Cheers to 2025
Every New Year holds promise, as though it is any different from the turn of
“Every successful person has overcome hard times. Don’t be afraid of your struggle, work past it.”
I learnt a great lesson from my last place of employment and it is a lesson I would love to take beyond the moment of deciding to move on to do something tangible with my life.
You can’t tie your good intentions to succeed to an unfortunate situation and circumstances yet believe you would succeed. Success is not just about your effort alone. Your environment takes a large part of the factors that will determine whether you succeed or not.
When we are too desperate to survive, success becomes a secondary subject and little attention is paid to important issues in the environment. One would be like any other applicant who is blinded by the need to simply get a job to put food on the table.
I took up the offer of the job in spite of my pre-knowledge of the toxic prospective work environment. In desperation I took the job at the peril of my joy and fulfilment.
I already knew my boss was an unrepentant dictator who wasn’t interested in any of her employee’s talent or career growth. In response, I buried my talent to take strict orders even when I was convinced there was a better way to deliver the job than the instructed set of task. My boss had a huge insecurity problem and it was evident in the way she treated her employees. I picked up the job notwithstanding.
My resumption day was like going into a prison complex that welcomed you with the news that you will soon end up being hung in the gallows. I could not resist the job at the time because the offer appeared to be the best of the few available for me.
The place of my primary assignment was an insanely toxic environment; the insecurity started right from the leadership and had enveloped the entire environment and within a short while taken over my whole being.

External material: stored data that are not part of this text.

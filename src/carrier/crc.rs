use anyhow::bail;
use bytes::{Buf, Bytes};
use ::crc::Crc;

use crate::carrier::{Carrier, Header};
use crate::connection::reader::ConnectionReader;
use crate::connection::writer::BufferedConnectionWriter;


const CRC_CODE: u8 = 0x85;

/// A binary carrier that protects every payload and reply with a CRC-32 trailer. It is the
///  built-in example of a modifying carrier: it transforms data on the way in and out without
///  the port being aware of it.
#[derive(Debug, Clone, Default)]
pub struct CrcCarrier;

impl CrcCarrier {
    pub fn new() -> CrcCarrier {
        CrcCarrier
    }

    fn checksum(blocks: &[Bytes]) -> u32 {
        let hasher = Crc::<u32>::new(&::crc::CRC_32_ISO_HDLC);
        let mut digest = hasher.digest();
        for block in blocks {
            digest.update(block);
        }
        digest.finalize()
    }

    fn append_checksum(writer: &mut BufferedConnectionWriter) {
        let checksum = Self::checksum(writer.body_blocks());
        writer.append_u32(checksum);
    }
}

impl Carrier for CrcCarrier {
    fn name(&self) -> &'static str {
        "crc"
    }

    fn create(&self) -> Box<dyn Carrier> {
        Box::new(CrcCarrier::new())
    }

    fn check_header(&self, header: &Header) -> bool {
        header.binary_specifier() == Some(CRC_CODE)
    }

    fn set_parameters(&mut self, _header: &Header) {
    }

    fn get_header(&self) -> Header {
        Header::binary(CRC_CODE)
    }

    fn require_ack(&self) -> bool {
        true
    }

    fn support_reply(&self) -> bool {
        true
    }

    fn modifies_incoming_data(&self) -> bool {
        true
    }

    fn modify_incoming_data(&mut self, mut reader: ConnectionReader) -> anyhow::Result<ConnectionReader> {
        let mut data = reader.take_remaining();
        if data.len() < 4 {
            bail!("message too short for a checksum: {} bytes", data.len());
        }
        let mut trailer = data.split_off(data.len() - 4);
        let expected = trailer.get_u32_le();
        let actual = Self::checksum(&[data.clone()]);
        if actual != expected {
            bail!("checksum mismatch: expected {:08x}, was {:08x}", expected, actual);
        }
        Ok(reader.with_data(data))
    }

    fn modifies_outgoing_data(&self) -> bool {
        true
    }

    fn modify_outgoing_data(&mut self, writer: &mut BufferedConnectionWriter) -> anyhow::Result<()> {
        Self::append_checksum(writer);
        Ok(())
    }

    fn modifies_reply(&self) -> bool {
        true
    }

    fn modify_reply(&mut self, writer: &mut BufferedConnectionWriter) -> anyhow::Result<()> {
        Self::append_checksum(writer);
        Ok(())
    }
}

#[cfg(test)]
mod tests {
    use super::*;

    #[test]
    fn test_checksum_round_trip() {
        let mut sender = CrcCarrier::new();
        let mut receiver = sender.create();

        let mut writer = BufferedConnectionWriter::new(false);
        writer.append_int(15);
        writer.append_external_block(Bytes::from_static(b"payload"));
        sender.modify_outgoing_data(&mut writer).unwrap();
        assert_eq!(writer.body_size(), 4 + 7 + 4);

        let reader = ConnectionReader::new(writer.body_bytes(), false);
        let mut reader = receiver.modify_incoming_data(reader).unwrap();
        assert_eq!(reader.expect_int().unwrap(), 15);
        assert_eq!(&reader.take_remaining()[..], b"payload");
    }

    #[test]
    fn test_corrupted_data() {
        let mut carrier = CrcCarrier::new();

        let mut writer = BufferedConnectionWriter::new(false);
        writer.append_int(15);
        carrier.modify_outgoing_data(&mut writer).unwrap();

        let mut raw = writer.body_bytes().to_vec();
        raw[0] ^= 1;
        assert!(carrier.modify_incoming_data(ConnectionReader::new(Bytes::from(raw), false)).is_err());
        assert!(carrier.modify_incoming_data(ConnectionReader::new(Bytes::from_static(b"ab"), false)).is_err());
    }
}
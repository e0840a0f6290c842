use std::io::ErrorKind;
use std::net::SocketAddr;

use async_trait::async_trait;
use bytes::{Buf, Bytes, BytesMut};
#[cfg(test)] use mockall::automock;
use tokio::io::{AsyncBufReadExt, AsyncRead, AsyncReadExt, AsyncWrite, AsyncWriteExt, BufStream};
use tokio::net::{TcpStream, UdpSocket};
use tracing::trace;


/// The largest payload a single UDP datagram can carry
pub const MAX_DATAGRAM_SIZE: usize = 65507;

/// The longest line a text protocol may send, excluding the line terminator
pub const MAX_LINE_LEN: usize = 1024 * 1024;

/// A [TwoWayStream] is the byte level transport underneath a connection. Carriers may replace
///  a connection's stream during negotiation (e.g. switching from TCP to UDP).
#[cfg_attr(test, automock)]
#[async_trait]
pub trait TwoWayStream: Send {
    async fn read_exact(&mut self, buf: &mut [u8]) -> std::io::Result<()>;

    /// reads up to and including the next newline, returning the line without line terminator
    async fn read_line(&mut self) -> std::io::Result<String>;

    async fn write_all(&mut self, buf: &[u8]) -> std::io::Result<()>;

    /// Finishes a message. For streams that buffer or packetize output, this is where data is
    ///  actually sent.
    async fn flush(&mut self) -> std::io::Result<()>;

    fn local_addr(&self) -> Option<SocketAddr>;

    fn remote_addr(&self) -> Option<SocketAddr>;
}


/// A stream based on tokio's async I/O traits, e.g. a TCP connection or an in-memory duplex
///  pipe.
pub struct IoStream<T: AsyncRead + AsyncWrite + Unpin + Send> {
    inner: BufStream<T>,
    local_addr: Option<SocketAddr>,
    remote_addr: Option<SocketAddr>,
}

impl IoStream<TcpStream> {
    pub fn tcp(stream: TcpStream) -> IoStream<TcpStream> {
        let _ = stream.set_nodelay(true);
        IoStream {
            local_addr: stream.local_addr().ok(),
            remote_addr: stream.peer_addr().ok(),
            inner: BufStream::new(stream),
        }
    }
}

impl <T: AsyncRead + AsyncWrite + Unpin + Send> IoStream<T> {
    pub fn new(inner: T, local_addr: Option<SocketAddr>, remote_addr: Option<SocketAddr>) -> IoStream<T> {
        IoStream {
            inner: BufStream::new(inner),
            local_addr,
            remote_addr,
        }
    }
}

#[async_trait]
impl <T: AsyncRead + AsyncWrite + Unpin + Send> TwoWayStream for IoStream<T> {
    async fn read_exact(&mut self, buf: &mut [u8]) -> std::io::Result<()> {
        self.inner.read_exact(buf).await?;
        Ok(())
    }

    async fn read_line(&mut self) -> std::io::Result<String> {
        let mut raw = Vec::new();
        let num_read = (&mut self.inner).take(MAX_LINE_LEN as u64 + 2).read_until(b'\n', &mut raw).await?;
        if num_read == 0 {
            return Err(ErrorKind::UnexpectedEof.into());
        }
        if raw.last() != Some(&b'\n') && raw.len() > MAX_LINE_LEN {
            return Err(std::io::Error::new(ErrorKind::InvalidData, format!("line exceeds {} bytes", MAX_LINE_LEN)));
        }
        while matches!(raw.last(), Some(b'\n') | Some(b'\r')) {
            raw.pop();
        }
        String::from_utf8(raw)
            .map_err(|e| std::io::Error::new(ErrorKind::InvalidData, e))
    }

    async fn write_all(&mut self, buf: &[u8]) -> std::io::Result<()> {
        self.inner.write_all(buf).await
    }

    async fn flush(&mut self) -> std::io::Result<()> {
        self.inner.flush().await
    }

    fn local_addr(&self) -> Option<SocketAddr> {
        self.local_addr
    }

    fn remote_addr(&self) -> Option<SocketAddr> {
        self.remote_addr
    }
}


/// A stream on top of UDP: everything written up to a `flush()` goes out as a single datagram,
///  and reads consume one received datagram at a time. A read that spans datagrams is an error,
///  since datagrams may be lost or reordered.
pub struct DatagramStream {
    socket: UdpSocket,
    remote_addr: Option<SocketAddr>,
    outgoing: BytesMut,
    incoming: Bytes,
}

impl DatagramStream {
    /// a stream that sends to a single peer
    pub async fn connect(remote_addr: SocketAddr) -> std::io::Result<DatagramStream> {
        let bind_addr: SocketAddr = if remote_addr.is_ipv6() {
            "[::]:0".parse().map_err(|e| std::io::Error::new(ErrorKind::InvalidInput, e))?
        }
        else {
            "0.0.0.0:0".parse().map_err(|e| std::io::Error::new(ErrorKind::InvalidInput, e))?
        };
        let socket = UdpSocket::bind(bind_addr).await?;
        socket.connect(remote_addr).await?;
        Ok(DatagramStream {
            socket,
            remote_addr: Some(remote_addr),
            outgoing: BytesMut::new(),
            incoming: Bytes::new(),
        })
    }

    /// a stream that receives from anybody
    pub fn from_bound(socket: UdpSocket) -> DatagramStream {
        DatagramStream {
            socket,
            remote_addr: None,
            outgoing: BytesMut::new(),
            incoming: Bytes::new(),
        }
    }

    async fn receive_datagram(&mut self) -> std::io::Result<()> {
        let mut buf = vec![0u8; MAX_DATAGRAM_SIZE];
        let (num_read, from) = self.socket.recv_from(&mut buf).await?;
        trace!("received datagram of {} bytes from {:?}", num_read, from);
        buf.truncate(num_read);
        self.incoming = Bytes::from(buf);
        Ok(())
    }
}

#[async_trait]
impl TwoWayStream for DatagramStream {
    async fn read_exact(&mut self, buf: &mut [u8]) -> std::io::Result<()> {
        if self.incoming.is_empty() {
            self.receive_datagram().await?;
        }
        if self.incoming.len() < buf.len() {
            self.incoming = Bytes::new();
            return Err(std::io::Error::new(ErrorKind::InvalidData, "read spans datagram boundary"));
        }
        self.incoming.copy_to_slice(buf);
        Ok(())
    }

    async fn read_line(&mut self) -> std::io::Result<String> {
        if self.incoming.is_empty() {
            self.receive_datagram().await?;
        }
        let end = self.incoming.iter().position(|&b| b == b'\n').unwrap_or(self.incoming.len());
        let line = self.incoming.split_to(end);
        if !self.incoming.is_empty() {
            self.incoming.advance(1);
        }
        String::from_utf8(line.to_vec())
            .map_err(|e| std::io::Error::new(ErrorKind::InvalidData, e))
    }

    async fn write_all(&mut self, buf: &[u8]) -> std::io::Result<()> {
        if self.outgoing.len() + buf.len() > MAX_DATAGRAM_SIZE {
            self.outgoing.clear();
            return Err(std::io::Error::new(ErrorKind::InvalidInput, "message exceeds maximum datagram size"));
        }
        self.outgoing.extend_from_slice(buf);
        Ok(())
    }

    async fn flush(&mut self) -> std::io::Result<()> {
        if self.outgoing.is_empty() {
            return Ok(());
        }
        let datagram = self.outgoing.split();
        match self.remote_addr {
            Some(addr) => self.socket.send_to(&datagram, addr).await?,
            None => return Err(std::io::Error::new(ErrorKind::NotConnected, "datagram stream has no peer")),
        };
        Ok(())
    }

    fn local_addr(&self) -> Option<SocketAddr> {
        self.socket.local_addr().ok()
    }

    fn remote_addr(&self) -> Option<SocketAddr> {
        self.remote_addr
    }
}

#[cfg(test)]
mod tests {
    use super::*;

    #[tokio::test]
    async fn test_io_stream_lines() {
        let (a, b) = tokio::io::duplex(1024);
        let mut a = IoStream::new(a, None, None);
        let mut b = IoStream::new(b, None, None);

        a.write_all(b"CONNECT /x\r\nd\n").await.unwrap();
        a.flush().await.unwrap();

        let mut header = [0u8; 8];
        b.read_exact(&mut header).await.unwrap();
        assert_eq!(&header, b"CONNECT ");
        assert_eq!(b.read_line().await.unwrap(), "/x");
        assert_eq!(b.read_line().await.unwrap(), "d");

        drop(a);
        assert_eq!(b.read_line().await.unwrap_err().kind(), ErrorKind::UnexpectedEof);
    }

    #[tokio::test]
    async fn test_overlong_line_is_rejected() {
        let (a, b) = tokio::io::duplex(64 * 1024);
        let mut a = IoStream::new(a, None, None);
        let mut b = IoStream::new(b, None, None);

        let writer = tokio::spawn(async move {
            let _ = a.write_all(&vec![b'x'; MAX_LINE_LEN + 100]).await;
            let _ = a.flush().await;
        });

        assert_eq!(b.read_line().await.unwrap_err().kind(), ErrorKind::InvalidData);
        drop(b);
        writer.await.unwrap();
    }

    #[tokio::test]
    async fn test_line_at_limit() {
        let (a, b) = tokio::io::duplex(64 * 1024);
        let mut a = IoStream::new(a, None, None);
        let mut b = IoStream::new(b, None, None);

        let writer = tokio::spawn(async move {
            let mut line = vec![b'y'; MAX_LINE_LEN];
            line.extend_from_slice(b"\r\n");
            a.write_all(&line).await.unwrap();
            a.flush().await.unwrap();
            a
        });

        assert_eq!(b.read_line().await.unwrap().len(), MAX_LINE_LEN);
        writer.await.unwrap();
    }

    #[tokio::test]
    async fn test_datagram_stream() {
        let receiver = UdpSocket::bind("127.0.0.1:0").await.unwrap();
        let receiver_addr = receiver.local_addr().unwrap();
        let mut receiver = DatagramStream::from_bound(receiver);
        let mut sender = DatagramStream::connect(receiver_addr).await.unwrap();

        sender.write_all(b"\x01\0\0\0").await.unwrap();
        sender.write_all(b"abc").await.unwrap();
        sender.flush().await.unwrap();

        let mut buf = [0u8; 4];
        receiver.read_exact(&mut buf).await.unwrap();
        assert_eq!(&buf, b"\x01\0\0\0");
        let mut buf = [0u8; 4];
        assert!(receiver.read_exact(&mut buf).await.is_err());
    }
}
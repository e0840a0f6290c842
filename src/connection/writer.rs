use bytes::{BufMut, Bytes, BytesMut};
use tokio::sync::oneshot;
use tracing::trace;

use crate::connection::reader::ConnectionReader;
use crate::connection::state::ConnectionState;
use crate::util::buf_ext::BufMutExt;


const INITIAL_POOL_SIZE: usize = 1024;
const MAX_POOL_SIZE: usize = 64 * 1024;

/// The handler that receives the reply to a message, if the message's sender asked for one.
pub type ReplyHandler = oneshot::Sender<ConnectionReader>;

/// A [BufferedConnectionWriter] assembles a message as an ordered sequence of byte blocks.
///
/// Small appends (numbers, short strings, small copied blocks) go into a pool buffer, so a
///  message composed of many primitives causes a handful of allocations at most. The first pool
///  holds 1 KiB, and every further pool allocation doubles that up to 64 KiB. Copies at least as
///  big as the next pool, and external blocks (which are never copied), become blocks of their
///  own; pooling then continues in a fresh block.
///
/// There are two sequences of blocks: header and body. [BufferedConnectionWriter::add_to_header]
///  directs subsequent appends to the header, which is written before the body.
#[derive(Debug)]
pub struct BufferedConnectionWriter {
    header: Vec<Bytes>,
    body: Vec<Bytes>,
    pool: BytesMut,
    pool_size: usize,
    in_header: bool,
    text_mode: bool,
    drop_requested: bool,
    reply_handler: Option<ReplyHandler>,
}

impl BufferedConnectionWriter {
    pub fn new(text_mode: bool) -> BufferedConnectionWriter {
        BufferedConnectionWriter {
            header: Vec::new(),
            body: Vec::new(),
            pool: BytesMut::new(),
            pool_size: INITIAL_POOL_SIZE,
            in_header: false,
            text_mode,
            drop_requested: false,
            reply_handler: None,
        }
    }

    pub fn is_text_mode(&self) -> bool {
        self.text_mode
    }

    pub fn append_int(&mut self, value: i32) {
        self.push_copy(&value.to_le_bytes());
    }

    pub fn append_int64(&mut self, value: i64) {
        self.push_copy(&value.to_le_bytes());
    }

    pub fn append_u32(&mut self, value: u32) {
        self.push_copy(&value.to_le_bytes());
    }

    pub fn append_double(&mut self, value: f64) {
        self.push_copy(&value.to_le_bytes());
    }

    /// appends a length prefixed, NUL terminated string
    pub fn append_string(&mut self, s: &str) {
        let len = s.len() + 5;
        if len >= self.pool_size {
            let mut buf = BytesMut::with_capacity(len);
            buf.put_string(s);
            self.flush_pool();
            self.target().push(buf.freeze());
            return;
        }

        self.reserve_pool(len);
        self.pool.put_string(s);
    }

    /// appends raw text followed by a newline, for text mode
    pub fn append_line(&mut self, s: &str) {
        self.push_copy(s.as_bytes());
        self.push_copy(b"\n");
    }

    pub fn append_block_copy(&mut self, data: &[u8]) {
        self.push_copy(data);
    }

    /// Appends a block without copying it. The block always becomes a block of its own.
    pub fn append_external_block(&mut self, data: Bytes) {
        self.flush_pool();
        if !data.is_empty() {
            self.target().push(data);
        }
    }

    /// subsequent appends go to the header sequence
    pub fn add_to_header(&mut self) {
        if !self.in_header {
            self.flush_pool();
            self.in_header = true;
        }
    }

    /// subsequent appends go to the body sequence (the default)
    pub fn add_to_body(&mut self) {
        if self.in_header {
            self.flush_pool();
            self.in_header = false;
        }
    }

    fn target(&mut self) -> &mut Vec<Bytes> {
        if self.in_header {
            &mut self.header
        }
        else {
            &mut self.body
        }
    }

    fn push_copy(&mut self, data: &[u8]) {
        if data.is_empty() {
            return;
        }

        if data.len() >= self.pool_size {
            trace!("block of {} bytes does not fit a pool of {} - storing it separately", data.len(), self.pool_size);
            self.flush_pool();
            self.target().push(Bytes::copy_from_slice(data));
            return;
        }

        self.reserve_pool(data.len());
        self.pool.put_slice(data);
    }

    /// makes room for `len` bytes in the pool, `len` being less than the pool size
    fn reserve_pool(&mut self, len: usize) {
        if self.pool.capacity() - self.pool.len() < len {
            self.flush_pool();
            self.pool = BytesMut::with_capacity(self.pool_size);
            self.pool_size = (self.pool_size * 2).min(MAX_POOL_SIZE);
        }
    }

    /// finishes the pool's current block, keeping the pool's remaining capacity for later appends
    fn flush_pool(&mut self) {
        if !self.pool.is_empty() {
            let block = self.pool.split().freeze();
            self.target().push(block);
        }
    }

    pub fn header_blocks(&mut self) -> &[Bytes] {
        if self.in_header {
            self.flush_pool();
        }
        &self.header
    }

    pub fn body_blocks(&mut self) -> &[Bytes] {
        if !self.in_header {
            self.flush_pool();
        }
        &self.body
    }

    pub fn header_size(&self) -> usize {
        let pending = if self.in_header { self.pool.len() } else { 0 };
        self.header.iter().map(|b| b.len()).sum::<usize>() + pending
    }

    pub fn body_size(&self) -> usize {
        let pending = if self.in_header { 0 } else { self.pool.len() };
        self.body.iter().map(|b| b.len()).sum::<usize>() + pending
    }

    pub fn data_size(&self) -> usize {
        self.header_size() + self.body_size()
    }

    /// the number of header and body blocks, including a partially filled pool block
    pub fn num_blocks(&self) -> usize {
        let pending = if self.pool.is_empty() { 0 } else { 1 };
        self.header.len() + self.body.len() + pending
    }

    /// the header's content as a contiguous buffer
    pub fn header_bytes(&mut self) -> Bytes {
        concat(self.header_blocks())
    }

    /// the body's content as a contiguous buffer
    pub fn body_bytes(&mut self) -> Bytes {
        concat(self.body_blocks())
    }

    /// the complete message as a contiguous buffer, header first
    pub fn to_bytes(&mut self) -> Bytes {
        self.flush_pool();
        let mut result = BytesMut::with_capacity(self.data_size());
        for block in self.header.iter().chain(self.body.iter()) {
            result.put_slice(block);
        }
        result.freeze()
    }

    /// streams header blocks and then body blocks, in order and unframed
    pub async fn write_to(&mut self, conn: &mut ConnectionState) -> anyhow::Result<()> {
        self.flush_pool();
        for block in self.header.iter().chain(self.body.iter()) {
            conn.write_all(block).await?;
        }
        Ok(())
    }

    /// discards all content, releasing the pool
    pub fn clear(&mut self) {
        self.header.clear();
        self.body.clear();
        self.pool = BytesMut::new();
        self.pool_size = INITIAL_POOL_SIZE;
        self.in_header = false;
        self.drop_requested = false;
        self.reply_handler = None;
    }

    pub fn reset(&mut self, text_mode: bool) {
        self.clear();
        self.text_mode = text_mode;
    }

    /// marks the message as discarded: the carrier does not transmit it
    pub fn request_drop(&mut self) {
        self.drop_requested = true;
    }

    pub fn is_drop_requested(&self) -> bool {
        self.drop_requested
    }

    pub fn set_reply_handler(&mut self, handler: ReplyHandler) {
        self.reply_handler = Some(handler);
    }

    pub fn has_reply_handler(&self) -> bool {
        self.reply_handler.is_some()
    }

    pub fn take_reply_handler(&mut self) -> Option<ReplyHandler> {
        self.reply_handler.take()
    }
}

fn concat(blocks: &[Bytes]) -> Bytes {
    match blocks.len() {
        0 => Bytes::new(),
        1 => blocks[0].clone(),
        _ => {
            let mut result = BytesMut::with_capacity(blocks.iter().map(|b| b.len()).sum());
            for block in blocks {
                result.put_slice(block);
            }
            result.freeze()
        }
    }
}

#[cfg(test)]
mod tests {
    use rstest::rstest;
    use super::*;

    #[test]
    fn test_small_appends_share_a_block() {
        let mut writer = BufferedConnectionWriter::new(false);
        writer.append_int(1);
        writer.append_double(2.5);
        writer.append_string("abc");

        assert_eq!(writer.body_blocks().len(), 1);
        assert_eq!(writer.data_size(), 4 + 8 + 4 + 4);
        assert_eq!(&writer.to_bytes()[..], b"\x01\0\0\0\0\0\0\0\0\0\x04\x40\x04\0\0\0abc\0");
    }

    #[test]
    fn test_external_block_boundary() {
        let mut writer = BufferedConnectionWriter::new(false);
        writer.append_int(1);
        writer.append_external_block(Bytes::from_static(b"external"));
        writer.append_int(2);

        let blocks = writer.body_blocks().to_vec();
        assert_eq!(blocks.len(), 3);
        assert_eq!(&blocks[0][..], b"\x01\0\0\0");
        assert_eq!(&blocks[1][..], b"external");
        assert_eq!(&blocks[2][..], b"\x02\0\0\0");
    }

    #[rstest]
    #[case::fits_pool(1000, 1)]
    #[case::next_pool(2000, 2)]
    #[case::standalone(3000, 3)]
    #[case::exceeds_max_pool(MAX_POOL_SIZE + 1, 3)]
    fn test_large_copy(#[case] len: usize, #[case] expected_blocks: usize) {
        let mut writer = BufferedConnectionWriter::new(false);
        writer.append_int(7);
        writer.append_block_copy(&vec![3u8; len]);
        writer.append_int(8);

        let blocks = writer.body_blocks().to_vec();
        assert_eq!(blocks.len(), expected_blocks);
        assert_eq!(writer.body_size(), 8 + len);
        assert_eq!(&blocks[blocks.len() - 1][blocks[blocks.len() - 1].len() - 4..], b"\x08\0\0\0");
    }

    #[test]
    fn test_standalone_copy_at_pool_size() {
        let mut writer = BufferedConnectionWriter::new(false);
        writer.append_block_copy(&vec![1u8; INITIAL_POOL_SIZE]);
        writer.append_int(2);

        let blocks = writer.body_blocks().to_vec();
        assert_eq!(blocks.len(), 2);
        assert_eq!(blocks[0].len(), INITIAL_POOL_SIZE);
        assert_eq!(&blocks[1][..], b"\x02\0\0\0");
    }

    #[test]
    fn test_pool_doubles_per_allocation() {
        let mut writer = BufferedConnectionWriter::new(false);
        for _ in 0..(1024 + 2048) / 4 {
            writer.append_int(5);
        }
        assert_eq!(writer.body_blocks().iter().map(|b| b.len()).collect::<Vec<_>>(), vec![1024, 2048]);
    }

    #[test]
    fn test_strings_go_into_the_pool() {
        let mut writer = BufferedConnectionWriter::new(false);
        writer.append_string("a");
        writer.append_string("bc");
        assert_eq!(writer.body_blocks().len(), 1);
        assert_eq!(&writer.to_bytes()[..], b"\x02\0\0\0a\0\x03\0\0\0bc\0");

        let long = "x".repeat(5000);
        writer.append_string(&long);
        assert_eq!(writer.body_blocks().len(), 2);
        assert_eq!(writer.body_size(), 6 + 7 + long.len() + 5);
    }

    #[test]
    fn test_header_is_written_first() {
        let mut writer = BufferedConnectionWriter::new(true);
        writer.append_line("body");
        writer.add_to_header();
        writer.append_line("head");
        writer.add_to_body();
        writer.append_line("more");

        assert_eq!(writer.header_size(), 5);
        assert_eq!(writer.body_size(), 10);
        assert_eq!(&writer.to_bytes()[..], b"head\nbody\nmore\n");
        assert_eq!(&writer.header_bytes()[..], b"head\n");
    }

    #[test]
    fn test_clear() {
        let mut writer = BufferedConnectionWriter::new(false);
        writer.append_int(1);
        writer.request_drop();
        let (tx, _rx) = oneshot::channel();
        writer.set_reply_handler(tx);

        writer.clear();
        assert_eq!(writer.data_size(), 0);
        assert_eq!(writer.num_blocks(), 0);
        assert!(!writer.is_drop_requested());
        assert!(!writer.has_reply_handler());
    }
}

I understand that working under pressure and duress to meet up with the target isn’t out of the ordinary, but this particular situation was laced with a contest of ego between the leadership and the entire workforce. It was a severely conflicting personality issue. It had nothing to do with the goals and objectives of the organization.
The boss wanted to portray herself as being the most superior, knowledgeable and experienced. None of the employees’ opinion counted even when such an opinion could have saved time and cost. While this situation persisted, employees were running against one another to look better at the detriment of the firm’s health.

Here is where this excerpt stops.